TASK DIRECTIONS. Scan the listing below for "Some", then report every line that has it.

● ● ● ●

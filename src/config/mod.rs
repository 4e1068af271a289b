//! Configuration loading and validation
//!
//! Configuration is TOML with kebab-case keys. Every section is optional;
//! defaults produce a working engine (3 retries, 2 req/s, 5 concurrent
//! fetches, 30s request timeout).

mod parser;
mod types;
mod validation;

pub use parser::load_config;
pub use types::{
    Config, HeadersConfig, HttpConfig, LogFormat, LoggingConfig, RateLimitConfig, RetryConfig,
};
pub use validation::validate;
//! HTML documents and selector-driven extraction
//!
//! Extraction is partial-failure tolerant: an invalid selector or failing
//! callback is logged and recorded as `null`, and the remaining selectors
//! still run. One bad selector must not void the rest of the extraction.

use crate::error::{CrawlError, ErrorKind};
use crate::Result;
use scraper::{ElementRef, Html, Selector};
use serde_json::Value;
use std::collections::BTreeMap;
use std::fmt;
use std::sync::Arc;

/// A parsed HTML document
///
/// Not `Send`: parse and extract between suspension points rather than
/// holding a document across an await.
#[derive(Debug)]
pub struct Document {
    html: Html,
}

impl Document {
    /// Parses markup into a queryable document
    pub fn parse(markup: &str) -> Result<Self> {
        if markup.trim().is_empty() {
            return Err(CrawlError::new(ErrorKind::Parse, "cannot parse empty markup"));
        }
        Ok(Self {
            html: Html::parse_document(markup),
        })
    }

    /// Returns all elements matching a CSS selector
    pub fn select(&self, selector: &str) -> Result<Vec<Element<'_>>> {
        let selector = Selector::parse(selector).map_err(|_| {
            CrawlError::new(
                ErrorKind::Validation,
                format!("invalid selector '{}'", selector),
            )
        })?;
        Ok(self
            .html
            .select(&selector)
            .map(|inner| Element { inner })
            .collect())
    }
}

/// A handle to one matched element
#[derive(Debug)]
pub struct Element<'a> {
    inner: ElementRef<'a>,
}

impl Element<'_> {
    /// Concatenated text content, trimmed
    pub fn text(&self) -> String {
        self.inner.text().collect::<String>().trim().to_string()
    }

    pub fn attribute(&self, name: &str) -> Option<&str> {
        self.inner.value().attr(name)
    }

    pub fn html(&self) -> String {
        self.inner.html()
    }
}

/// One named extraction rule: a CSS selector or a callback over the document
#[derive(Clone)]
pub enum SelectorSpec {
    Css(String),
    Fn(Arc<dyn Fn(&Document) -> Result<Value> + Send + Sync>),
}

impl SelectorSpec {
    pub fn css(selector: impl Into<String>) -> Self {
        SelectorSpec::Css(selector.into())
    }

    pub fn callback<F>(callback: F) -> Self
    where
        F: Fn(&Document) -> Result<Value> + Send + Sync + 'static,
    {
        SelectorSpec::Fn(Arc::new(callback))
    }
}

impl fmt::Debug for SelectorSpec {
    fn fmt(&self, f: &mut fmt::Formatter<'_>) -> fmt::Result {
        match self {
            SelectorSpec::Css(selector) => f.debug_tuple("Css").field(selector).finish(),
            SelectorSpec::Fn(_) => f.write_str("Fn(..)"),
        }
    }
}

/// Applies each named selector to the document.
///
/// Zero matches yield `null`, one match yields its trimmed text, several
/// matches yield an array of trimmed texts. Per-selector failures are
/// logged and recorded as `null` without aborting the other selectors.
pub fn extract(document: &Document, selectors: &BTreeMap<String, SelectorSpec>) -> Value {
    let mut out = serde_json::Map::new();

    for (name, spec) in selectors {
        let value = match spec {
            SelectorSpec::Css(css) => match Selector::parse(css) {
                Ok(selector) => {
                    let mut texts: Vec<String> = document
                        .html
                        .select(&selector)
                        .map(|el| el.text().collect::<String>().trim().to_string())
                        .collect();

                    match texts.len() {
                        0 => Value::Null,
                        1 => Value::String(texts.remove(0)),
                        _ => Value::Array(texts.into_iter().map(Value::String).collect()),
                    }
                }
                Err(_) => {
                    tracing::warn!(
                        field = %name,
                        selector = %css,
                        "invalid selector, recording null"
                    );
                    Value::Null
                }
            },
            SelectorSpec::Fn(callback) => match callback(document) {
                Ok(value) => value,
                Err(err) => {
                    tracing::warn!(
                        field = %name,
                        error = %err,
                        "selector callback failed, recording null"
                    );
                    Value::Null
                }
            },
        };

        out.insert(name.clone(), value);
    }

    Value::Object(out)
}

● ● ● ●

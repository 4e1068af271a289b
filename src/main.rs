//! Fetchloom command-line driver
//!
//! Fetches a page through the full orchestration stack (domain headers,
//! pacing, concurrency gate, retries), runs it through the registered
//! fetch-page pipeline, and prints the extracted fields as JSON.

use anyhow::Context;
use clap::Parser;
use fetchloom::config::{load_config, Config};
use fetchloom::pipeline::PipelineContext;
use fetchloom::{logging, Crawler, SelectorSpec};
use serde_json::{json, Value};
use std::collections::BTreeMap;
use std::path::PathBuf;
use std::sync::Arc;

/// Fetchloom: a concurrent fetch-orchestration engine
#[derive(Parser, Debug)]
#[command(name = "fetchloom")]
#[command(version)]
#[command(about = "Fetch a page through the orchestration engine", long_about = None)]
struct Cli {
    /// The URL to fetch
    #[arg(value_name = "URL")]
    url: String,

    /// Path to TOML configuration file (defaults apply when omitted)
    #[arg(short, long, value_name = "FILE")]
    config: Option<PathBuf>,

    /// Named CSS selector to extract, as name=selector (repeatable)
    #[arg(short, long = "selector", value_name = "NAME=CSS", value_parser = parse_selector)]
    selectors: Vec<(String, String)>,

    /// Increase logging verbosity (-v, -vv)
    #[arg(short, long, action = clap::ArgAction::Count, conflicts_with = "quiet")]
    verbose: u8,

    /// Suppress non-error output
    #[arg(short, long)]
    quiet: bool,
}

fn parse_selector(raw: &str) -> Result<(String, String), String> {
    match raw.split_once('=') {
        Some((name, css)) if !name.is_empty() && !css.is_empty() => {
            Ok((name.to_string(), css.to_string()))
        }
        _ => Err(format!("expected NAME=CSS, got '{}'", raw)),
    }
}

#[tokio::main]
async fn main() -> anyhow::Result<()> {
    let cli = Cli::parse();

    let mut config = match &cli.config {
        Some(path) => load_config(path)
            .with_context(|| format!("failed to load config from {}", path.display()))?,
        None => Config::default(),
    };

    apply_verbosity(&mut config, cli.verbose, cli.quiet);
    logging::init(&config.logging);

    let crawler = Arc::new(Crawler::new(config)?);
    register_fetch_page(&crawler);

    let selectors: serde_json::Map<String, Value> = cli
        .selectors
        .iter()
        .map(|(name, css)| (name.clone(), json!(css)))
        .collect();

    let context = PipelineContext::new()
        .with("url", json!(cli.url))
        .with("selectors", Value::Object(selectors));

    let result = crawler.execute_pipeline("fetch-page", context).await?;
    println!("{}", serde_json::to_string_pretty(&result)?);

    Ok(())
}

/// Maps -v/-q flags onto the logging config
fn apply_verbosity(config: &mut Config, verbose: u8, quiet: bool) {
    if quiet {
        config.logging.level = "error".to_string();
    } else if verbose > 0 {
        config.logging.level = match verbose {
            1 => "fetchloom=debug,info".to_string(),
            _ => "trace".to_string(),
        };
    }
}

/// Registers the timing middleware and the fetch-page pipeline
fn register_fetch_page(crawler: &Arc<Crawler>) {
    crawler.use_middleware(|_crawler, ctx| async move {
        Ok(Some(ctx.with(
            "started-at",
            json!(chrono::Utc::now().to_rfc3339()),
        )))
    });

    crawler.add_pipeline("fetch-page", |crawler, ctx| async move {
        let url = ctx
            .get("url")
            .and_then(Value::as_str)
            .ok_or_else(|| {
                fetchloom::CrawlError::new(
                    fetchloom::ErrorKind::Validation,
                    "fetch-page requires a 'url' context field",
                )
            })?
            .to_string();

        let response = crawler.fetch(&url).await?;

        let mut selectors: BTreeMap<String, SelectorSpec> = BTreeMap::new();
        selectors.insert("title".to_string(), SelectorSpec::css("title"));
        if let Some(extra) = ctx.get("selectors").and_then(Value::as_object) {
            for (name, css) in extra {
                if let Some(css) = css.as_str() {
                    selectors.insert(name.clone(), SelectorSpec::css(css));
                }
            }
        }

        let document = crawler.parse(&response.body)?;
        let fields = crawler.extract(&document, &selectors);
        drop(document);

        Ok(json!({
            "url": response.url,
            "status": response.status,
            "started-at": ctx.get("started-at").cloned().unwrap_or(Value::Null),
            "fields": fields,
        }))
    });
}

● ● ● ●

PROBLEM SOLUTION.
        Some((name, css)) if !name.is_empty() && !css.is_empty() => {
        Some(path) => load_config(path)
        Ok(Some(ctx.with(
        if let Some(extra) = ctx.get("selectors").and_then(Value::as_object) {
                if let Some(css) = css.as_str() {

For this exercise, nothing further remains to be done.